* Dataset entries *
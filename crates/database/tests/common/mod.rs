#![allow(dead_code)]

use chrono::Utc;
use database::{
    db::{create_connection, migrate},
    entities::{
        clo, course, course_faculty, department, faculty, mark, po, program, pso, student,
        student_course_enrollment, user,
    },
    services::{
        access::Principal,
        allocation::{AllocationInput, AllocationService},
        assessment::{AssessmentService, NewAssessment},
    },
};
use models::{
    catalog::{CourseType, EnrollmentStatus, ProgramType},
    role::Role,
    term::Term,
};
use sea_orm::{ActiveModelTrait, DatabaseConnection, Set};
use uuid::Uuid;

pub const TERM: Term = Term {
    year: 2025,
    semester: 1,
};

/// A department with its HOD, two assigned lecturers, one unassigned
/// lecturer, a 4-credit course with three CLOs and three enrolled students
pub struct Fixture {
    pub program: program::Model,
    pub department: department::Model,
    pub hod: Principal,
    pub lecturer: Principal,
    pub lecturer_profile: faculty::Model,
    pub colleague: Principal,
    pub colleague_profile: faculty::Model,
    pub outsider: Principal,
    pub outsider_profile: faculty::Model,
    pub course: course::Model,
    pub clos: Vec<clo::Model>,
    pub students: Vec<student::Model>,
    pub pos: Vec<po::Model>,
    pub psos: Vec<pso::Model>,
}

pub async fn setup() -> DatabaseConnection {
    let db = create_connection("sqlite::memory:", 1)
        .await
        .expect("connect to in-memory database");
    migrate(&db).await.expect("apply migrations");
    db
}

pub async fn fixture(db: &DatabaseConnection) -> Fixture {
    let program = insert_program(db, "bsc-cs").await;
    let department = insert_department(db, &program, "CS").await;

    let hod_user = insert_user(db, Role::Hod, Some(department.id), "hod@test.edu").await;
    let mut head: department::ActiveModel = department.into();
    head.hod_id = Set(Some(hod_user.id));
    let department = head.update(db).await.expect("set hod");

    let (lecturer, lecturer_profile) =
        insert_faculty(db, &department, "lecturer@test.edu", "Ada Lovelace").await;
    let (colleague, colleague_profile) =
        insert_faculty(db, &department, "colleague@test.edu", "Alan Turing").await;
    let (outsider, outsider_profile) =
        insert_faculty(db, &department, "outsider@test.edu", "Grace Hopper").await;

    let course = insert_course(db, &department, "CS501", 4).await;
    assign(db, &course, &lecturer_profile, TERM).await;
    assign(db, &course, &colleague_profile, TERM).await;

    let mut clos = Vec::new();
    for (i, code) in ["CLO1", "CLO2", "CLO3"].into_iter().enumerate() {
        clos.push(insert_clo(db, &course, code, i as i32).await);
    }

    let mut students = Vec::new();
    for roll in ["21CS001", "21CS002", "21CS003"] {
        let student = insert_student(db, &department, roll).await;
        enroll(db, &course, &student, TERM).await;
        students.push(student);
    }

    let mut pos = Vec::new();
    for code in ["PO1", "PO2"] {
        pos.push(
            po::ActiveModel {
                id: Set(Uuid::new_v4()),
                program_id: Set(program.id),
                code: Set(code.into()),
                statement: Set(format!("{code} statement")),
            }
            .insert(db)
            .await
            .expect("insert po"),
        );
    }
    let psos = vec![
        pso::ActiveModel {
            id: Set(Uuid::new_v4()),
            program_id: Set(program.id),
            code: Set("PSO1".into()),
            statement: Set("PSO1 statement".into()),
        }
        .insert(db)
        .await
        .expect("insert pso"),
    ];

    Fixture {
        program,
        department,
        hod: principal(db, hod_user.id).await,
        lecturer: principal(db, lecturer.id).await,
        lecturer_profile,
        colleague: principal(db, colleague.id).await,
        colleague_profile,
        outsider: principal(db, outsider.id).await,
        outsider_profile,
        course,
        clos,
        students,
        pos,
        psos,
    }
}

pub async fn principal(db: &DatabaseConnection, user_id: Uuid) -> Principal {
    Principal::resolve(db, user_id)
        .await
        .expect("resolve principal")
}

pub async fn insert_program(db: &DatabaseConnection, slug: &str) -> program::Model {
    program::ActiveModel {
        id: Set(Uuid::new_v4()),
        name: Set(format!("Program {slug}")),
        code: Set(slug.to_uppercase()),
        slug: Set(slug.into()),
        program_type: Set(ProgramType::Degree),
        level: Set(None),
        parent_id: Set(None),
        duration: Set(Some(3)),
        created_at: Set(Utc::now()),
    }
    .insert(db)
    .await
    .expect("insert program")
}

pub async fn insert_department(
    db: &DatabaseConnection,
    program: &program::Model,
    code: &str,
) -> department::Model {
    department::ActiveModel {
        id: Set(Uuid::new_v4()),
        name: Set(format!("Department {code}")),
        code: Set(code.into()),
        slug: Set(code.to_lowercase()),
        program_id: Set(program.id),
        hod_id: Set(None),
        created_at: Set(Utc::now()),
    }
    .insert(db)
    .await
    .expect("insert department")
}

pub async fn insert_user(
    db: &DatabaseConnection,
    role: Role,
    department_id: Option<Uuid>,
    email: &str,
) -> user::Model {
    user::ActiveModel {
        id: Set(Uuid::new_v4()),
        name: Set(email.split('@').next().unwrap_or(email).into()),
        email: Set(email.into()),
        role: Set(role),
        department_id: Set(department_id),
        is_active: Set(true),
        created_at: Set(Utc::now()),
    }
    .insert(db)
    .await
    .expect("insert user")
}

pub async fn insert_faculty(
    db: &DatabaseConnection,
    department: &department::Model,
    email: &str,
    name: &str,
) -> (user::Model, faculty::Model) {
    let user = insert_user(db, Role::Faculty, Some(department.id), email).await;
    let profile = faculty::ActiveModel {
        id: Set(Uuid::new_v4()),
        user_id: Set(user.id),
        department_id: Set(department.id),
        name: Set(name.into()),
        designation: Set(Some("Assistant Professor".into())),
        is_active: Set(true),
        created_at: Set(Utc::now()),
    }
    .insert(db)
    .await
    .expect("insert faculty");
    (user, profile)
}

pub async fn insert_course(
    db: &DatabaseConnection,
    department: &department::Model,
    code: &str,
    credits: i32,
) -> course::Model {
    let now = Utc::now();
    course::ActiveModel {
        id: Set(Uuid::new_v4()),
        code: Set(code.into()),
        name: Set(format!("Course {code}")),
        slug: Set(code.to_lowercase()),
        semester: Set(5),
        credits: Set(credits),
        course_type: Set(CourseType::Theory),
        category: Set(None),
        description: Set(None),
        department_id: Set(department.id),
        created_by_id: Set(None),
        is_active: Set(true),
        created_at: Set(now),
        updated_at: Set(now),
    }
    .insert(db)
    .await
    .expect("insert course")
}

pub async fn insert_clo(
    db: &DatabaseConnection,
    course: &course::Model,
    code: &str,
    display_order: i32,
) -> clo::Model {
    let now = Utc::now();
    clo::ActiveModel {
        id: Set(Uuid::new_v4()),
        course_id: Set(course.id),
        code: Set(code.into()),
        statement: Set(format!("{code} statement")),
        bloom_level: Set("Apply".into()),
        attainment_threshold: Set(60.0),
        display_order: Set(display_order),
        version: Set(1),
        is_active: Set(true),
        created_by_id: Set(None),
        created_at: Set(now),
        updated_at: Set(now),
    }
    .insert(db)
    .await
    .expect("insert clo")
}

pub async fn insert_student(
    db: &DatabaseConnection,
    department: &department::Model,
    roll_number: &str,
) -> student::Model {
    let email = format!("{}@students.test.edu", roll_number.to_lowercase());
    let user = insert_user(db, Role::Student, Some(department.id), &email).await;
    student::ActiveModel {
        id: Set(Uuid::new_v4()),
        user_id: Set(user.id),
        roll_number: Set(roll_number.into()),
        admission_year: Set(2021),
        current_semester: Set(5),
        department_id: Set(Some(department.id)),
        created_at: Set(Utc::now()),
    }
    .insert(db)
    .await
    .expect("insert student")
}

pub async fn enroll(
    db: &DatabaseConnection,
    course: &course::Model,
    student: &student::Model,
    term: Term,
) {
    student_course_enrollment::ActiveModel {
        id: Set(Uuid::new_v4()),
        student_id: Set(student.id),
        course_id: Set(course.id),
        semester: Set(term.semester),
        year: Set(term.year),
        status: Set(EnrollmentStatus::Enrolled),
        created_at: Set(Utc::now()),
    }
    .insert(db)
    .await
    .expect("insert enrollment");
}

pub async fn assign(
    db: &DatabaseConnection,
    course: &course::Model,
    faculty: &faculty::Model,
    term: Term,
) -> course_faculty::Model {
    let now = Utc::now();
    course_faculty::ActiveModel {
        id: Set(Uuid::new_v4()),
        course_id: Set(course.id),
        faculty_id: Set(faculty.id),
        semester: Set(term.semester),
        year: Set(term.year),
        teaching_methodology: Set(None),
        assessment_mode: Set(None),
        created_at: Set(now),
        updated_at: Set(now),
    }
    .insert(db)
    .await
    .expect("insert assignment")
}

pub fn new_assessment(course_id: Uuid, title: &str, kind: &str, max_marks: f64) -> NewAssessment {
    NewAssessment {
        course_id,
        title: title.into(),
        description: None,
        max_marks,
        weightage: 10.0,
        assessment_type: kind.into(),
        mode: None,
        sub_type: None,
        semester: TERM.semester,
        year: TERM.year,
        scheduled_date: None,
        submission_deadline: None,
    }
}

/// Creates an assessment as the fixture lecturer
pub async fn create_assessment(
    db: &DatabaseConnection,
    fx: &Fixture,
    title: &str,
    max_marks: f64,
) -> Uuid {
    AssessmentService::create(
        db,
        &fx.lecturer,
        new_assessment(fx.course.id, title, "quiz", max_marks),
    )
    .await
    .expect("create assessment")
    .assessment
    .id
}

pub async fn allocate(
    db: &DatabaseConnection,
    fx: &Fixture,
    assessment_id: Uuid,
    shares: &[(usize, f64)],
) {
    let allocations = shares
        .iter()
        .map(|&(clo, marks_allocated)| AllocationInput {
            clo_id: fx.clos[clo].id,
            marks_allocated,
            weightage: None,
            bloom_level: None,
        })
        .collect();
    AllocationService::replace(db, &fx.lecturer, assessment_id, allocations)
        .await
        .expect("allocate clos");
}

/// Writes a mark directly, bypassing the entry checks
pub async fn insert_raw_mark(
    db: &DatabaseConnection,
    student_id: Uuid,
    assessment_id: Uuid,
    clo_id: Uuid,
    marks_obtained: f64,
) {
    let now = Utc::now();
    mark::ActiveModel {
        id: Set(Uuid::new_v4()),
        student_id: Set(student_id),
        assessment_id: Set(assessment_id),
        clo_id: Set(clo_id),
        marks_obtained: Set(marks_obtained),
        entered_by_id: Set(None),
        entered_at: Set(now),
        updated_at: Set(now),
    }
    .insert(db)
    .await
    .expect("insert mark");
}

* Problem requirements *
Within the listing above, filter for lines holding the string "CourseType" and copy each one.

* Answer area *
    catalog::{CourseType, EnrollmentStatus, ProgramType},
        course_type: Set(CourseType::Theory),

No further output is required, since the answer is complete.